== Segment start ==

impl BlockMatchup {
    /// Build the window around `book.blocks()[anchor]`.
    ///
    /// With `predetermined_count == 0` the window is the verse group of the
    /// anchor: it extends back to the verse start of the anchor's first
    /// verse, then further back verse by verse while `can_break` refuses the
    /// start; forward to the next clean break `can_break` accepts, dropping
    /// trailing non-Scripture blocks. Every block of one verse group yields
    /// the same window. Otherwise the window is exactly `predetermined_count`
    /// blocks starting at `anchor`.
    ///
    /// The window's blocks are cloned before `split` runs on them.
    pub fn build<S, P>(
        book: &BookScript,
        anchor: usize,
        split: S,
        can_break: P,
        language: &ReferenceLanguageInfo,
        predetermined_count: usize,
    ) -> Result<Self>
    where
        S: FnOnce(&mut Vec<Block>),
        P: Fn(VerseRef) -> bool,
    {
        let blocks = book.blocks();
        let book_number = book.book_number();
        if anchor >= blocks.len() {
            return Err(RaError::InvalidInput(format!(
                "anchor {anchor} out of range for {} ({} blocks)",
                book.book_id(),
                blocks.len()
            )));
        }

        let (start, last) = if predetermined_count > 0 {
            let last = anchor + predetermined_count - 1;
            if last >= blocks.len() {
                return Err(RaError::InvalidInput(format!(
                    "window of {predetermined_count} blocks at {anchor} runs past the end of {}",
                    book.book_id()
                )));
            }
            (anchor, last)
        } else {
            verse_group(blocks, anchor, |b| can_break(b.start_ref(book_number)))
        };

        let anchor_in_window = if (start..=last).contains(&anchor) {
            anchor
        } else if anchor > last && !blocks[anchor].is_scripture() {
            debug!(anchor, last, "anchor trimmed from end of window");
            last
        } else {
            warn!(
                book = book.book_id(),
                anchor, start, last, "anchor block not found in its own verse group"
            );
            return Self::from_range(book_number, blocks, anchor, anchor, anchor, split, language);
        };

        Self::from_range(book_number, blocks, start, last, anchor_in_window, split, language)
    }

    fn from_range<S>(
        book_number: u8,
        blocks: &[Block],
        start: usize,
        last: usize,
        anchor: usize,
        split: S,
        language: &ReferenceLanguageInfo,
    ) -> Result<Self>
    where
        S: FnOnce(&mut Vec<Block>),
    {
        let original_blocks = blocks[start..=last].to_vec();
        let mut correlated = original_blocks.clone();
        let elements_before_anchor: usize = original_blocks[..anchor - start]
            .iter()
            .map(|b| b.elements.len())
            .sum();

        split(&mut correlated);

        let blocks_added_by_splitting = correlated.len().saturating_sub(original_blocks.len());
        let anchor_index = correlated
            .iter()
            .scan(0, |seen, b| {
                let before = *seen;
                *seen += b.elements.len();
                Some(before)
            })
            .position(|before| before >= elements_before_anchor)
            .unwrap_or(correlated.len().saturating_sub(1));

        Ok(Self {
            book_number,
            start_index: start,
            original_count: original_blocks.len(),
            original_blocks,
            correlated,
            anchor_index,
            blocks_added_by_splitting,
            language: language.clone(),
        })
    }

    // -----------------------------------------------------------------------
    // Accessors
    // -----------------------------------------------------------------------

    pub fn correlated_blocks(&self) -> &[Block] {
        &self.correlated
    }

    pub fn correlated_blocks_mut(&mut self) -> &mut [Block] {
        &mut self.correlated
    }

    /// The book's blocks as they were when the window was built (or last
    /// applied).
    pub fn original_blocks(&self) -> &[Block] {
        &self.original_blocks
    }

    pub fn index_of_start_block_in_book(&self) -> usize {
        self.start_index
    }

    pub fn blocks_added_by_splitting(&self) -> usize {
        self.blocks_added_by_splitting
    }

    pub fn book_number(&self) -> u8 {
        self.book_number
    }

    pub fn language(&self) -> &ReferenceLanguageInfo {
        &self.language
    }

    pub fn correlated_anchor_index(&self) -> usize {
        self.anchor_index
    }

    pub fn correlated_anchor_block(&self) -> &Block {
        &self.correlated[self.anchor_index]
    }

    /// Move the anchor to another block of the window.
    pub fn change_anchor(&mut self, index: usize) -> Result<()> {
        if index >= self.correlated.len() {
            return Err(RaError::InvalidInput(format!(
                "anchor {index} outside window of {} blocks",
                self.correlated.len()
            )));
        }
        self.anchor_index = index;
        Ok(())
    }

    /// Whether `book_index` lies in the range of book blocks this window
    /// covers.
    pub fn includes_book_index(&self, book_index: usize) -> bool {
        (self.start_index..self.start_index + self.original_count).contains(&book_index)
    }

    pub fn all_scripture_blocks_match(&self) -> bool {
        self.unmatched_indices().is_empty()
    }

    /// Window indices of Scripture blocks without exactly one reference block.
    pub fn unmatched_indices(&self) -> Vec<usize> {
        self.correlated
            .iter()
            .enumerate()
            .filter(|(_, b)| b.is_scripture() && !b.matches_reference_text())
            .map(|(i, _)| i)
            .collect()
    }

    /// `true` when applying the window would change the book.
    pub fn has_outstanding_changes(&self) -> bool {
        self.blocks_added_by_splitting > 0 || self.correlated != self.original_blocks
    }

    // -----------------------------------------------------------------------
    // Editing
    // -----------------------------------------------------------------------

    /// Give every Scripture block exactly one reference block, combining
    /// candidates or attaching an empty reference block, and take the speaker
    /// from the reference wherever the block's own speaker is unclear.
    pub fn match_all_blocks(&mut self) {
        for block in self.correlated.iter_mut().filter(|b| b.is_scripture()) {
            if !block.matches_reference_text() {
                let combined = Block::combine(block.reference_blocks().iter());
                let reference = combined.unwrap_or_else(|| block.empty_reference());
                block.set_matched_reference_block(reference);
            }
            if block.character.is_unclear() {
                if let Some(reference) = block.matched_reference().cloned() {
                    block.set_character_and_delivery_from(&reference);
                }
            }
        }
    }

    /// Replace the reference text at `level` of block `index` with `text`,
    /// in which verse markers may be written `{5}` or `{5-6}`.
    ///
    /// Missing reference blocks down to `level` are created empty. Text that
    /// does not open with a verse marker continues the verse the previous
    /// block's reference ended in, and that verse is carried forward into
    /// the following blocks until one starts a verse of its own.
    pub fn set_reference_text(&mut self, index: usize, text: &str, level: usize) -> Result<()> {
        if index >= self.correlated.len() {
            return Err(RaError::InvalidInput(format!(
                "block {index} outside window of {} blocks",
                self.correlated.len()
            )));
        }
        let inherited = index
            .checked_sub(1)
            .and_then(|prev| self.correlated[prev].reference_at_depth(level))
            .map(Block::last_verse_range);

        let target = self.correlated[index].reference_at_depth_or_empty(level);
        target.elements = parse_verse_marked_text(text);
        let (start, end) = match target.elements.first() {
            Some(BlockElement::Verse { start, end }) => (*start, *end),
            _ => inherited.unwrap_or((target.initial_start_verse, target.initial_end_verse)),
        };
        target.initial_start_verse = start;
        target.initial_end_verse = end;

        for depth in 0..=1 {
            self.propagate_verse(index, depth);
        }
        Ok(())
    }

    /// Carry the verse in effect at the end of block `from`'s reference at
    /// `level` into following references that do not start a verse.
    fn propagate_verse(&mut self, from: usize, level: usize) {
        let Some(mut current) = self.correlated[from]
            .reference_at_depth(level)
            .map(Block::last_verse_range)
        else {
            return;
        };
        for block in self.correlated.iter_mut().skip(from + 1) {
            let Some(reference) = block.reference_at_depth_mut(level) else {
                break;
            };
            if reference.starts_at_verse_start() {
                break;
            }
            reference.initial_start_verse = current.0;
            reference.initial_end_verse = current.1;
            current = reference.last_verse_range();
        }
    }

    // -----------------------------------------------------------------------
    // Apply
    // -----------------------------------------------------------------------

    /// Write the window back onto `book`.
    ///
    /// Fails with [`RaError::Unmatched`] unless every Scripture block has
    /// exactly one reference block. Unclear speakers are resolved from the
    /// matched reference. When splitting added blocks, the book's range is
    /// replaced by the window; otherwise speaker, delivery, reference and
    /// confirmation are copied block by block and continuation blocks after
    /// the window follow the window's last speaker.
    pub fn apply(&mut self, book: &mut BookScript) -> Result<ApplyOutcome> {
        let unmatched = self.unmatched_indices();
        if !unmatched.is_empty() {
            return Err(RaError::Unmatched { indices: unmatched });
        }
        if book.book_number() != self.book_number
            || self.start_index + self.original_count > book.blocks().len()
        {
            return Err(RaError::InvalidInput(format!(
                "window {}+{} does not fit {}",
                self.start_index,
                self.original_count,
                book.book_id()
            )));
        }

        for block in self.correlated.iter_mut() {
            if block.character.is_unclear() {
                if let Some(reference) = block.matched_reference().cloned() {
                    block.set_character_and_delivery_from(&reference);
                }
            }
            if block.character.is_standard() {
                block.multi_block_quote = MultiBlockQuote::None;
            }
        }

        let replaced = self.blocks_added_by_splitting > 0;
        let mut continuations_updated = 0;
        if replaced {
            book.replace_blocks(self.start_index, self.original_count, self.correlated.clone())?;
            self.original_count = self.correlated.len();
            self.blocks_added_by_splitting = 0;
        } else {
            let range = self.start_index..self.start_index + self.original_count;
            let targets = &mut book.blocks_mut()[range];
            for (target, source) in targets.iter_mut().zip(&self.correlated) {
                target.character = source.character.clone();
                target.delivery = source.delivery.clone();
                target.multi_block_quote = source.multi_block_quote;
                target.reference = source.reference.clone();
                target.user_confirmed = source.user_confirmed;
            }
            continuations_updated = self.resync_continuations(book);
        }
        self.original_blocks = self.correlated.clone();

        let end = self.start_index + self.original_count + continuations_updated;
        let violations: Vec<usize> = (self.start_index..end)
            .filter(|&i| {
                let b = &book.blocks()[i];
                b.character.is_standard() && b.multi_block_quote != MultiBlockQuote::None
            })
            .collect();
        if !violations.is_empty() {
            error!(?violations, "standard character left with multi-block quote status");
            debug_assert!(violations.is_empty(), "standard character in multi-block quote");
        }

        Ok(ApplyOutcome {
            start_index: self.start_index,
            block_count: self.original_count,
            replaced,
            continuations_updated,
        })
    }

    /// Make continuation blocks following the window agree with the window's
    /// last block. Returns how many book blocks were touched.
    fn resync_continuations(&self, book: &mut BookScript) -> usize {
        let Some(last) = self.correlated.last() else {
            return 0;
        };
        let blocks = book.blocks_mut();
        let mut k = self.start_index + self.original_count;
        let mut touched = 0;
        while k < blocks.len() && blocks[k].multi_block_quote == MultiBlockQuote::Continuation {
            if last.character.is_standard() || last.multi_block_quote == MultiBlockQuote::None {
                let continues = blocks
                    .get(k + 1)
                    .is_some_and(|b| b.multi_block_quote == MultiBlockQuote::Continuation);
                blocks[k].multi_block_quote = if continues && !blocks[k].character.is_standard() {
                    MultiBlockQuote::Start
                } else {
                    MultiBlockQuote::None
                };
                touched += 1;
                break;
            }
            blocks[k].character = last.character.clone();
            blocks[k].delivery = last.delivery.clone();
            blocks[k].user_confirmed = last.user_confirmed;
            touched += 1;
            k += 1;
        }
        touched
    }
}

== Segment end ==

Look above for the line with "target.initial_start_verse = start;" and the line with "start a verse.", and reproduce exactly those two lines plus every line between, nothing more.

        target.initial_start_verse = start;
        target.initial_end_verse = end;

        for depth in 0..=1 {
            self.propagate_verse(index, depth);
        }
        Ok(())
    }

    /// Carry the verse in effect at the end of block `from`'s reference at
    /// `level` into following references that do not start a verse.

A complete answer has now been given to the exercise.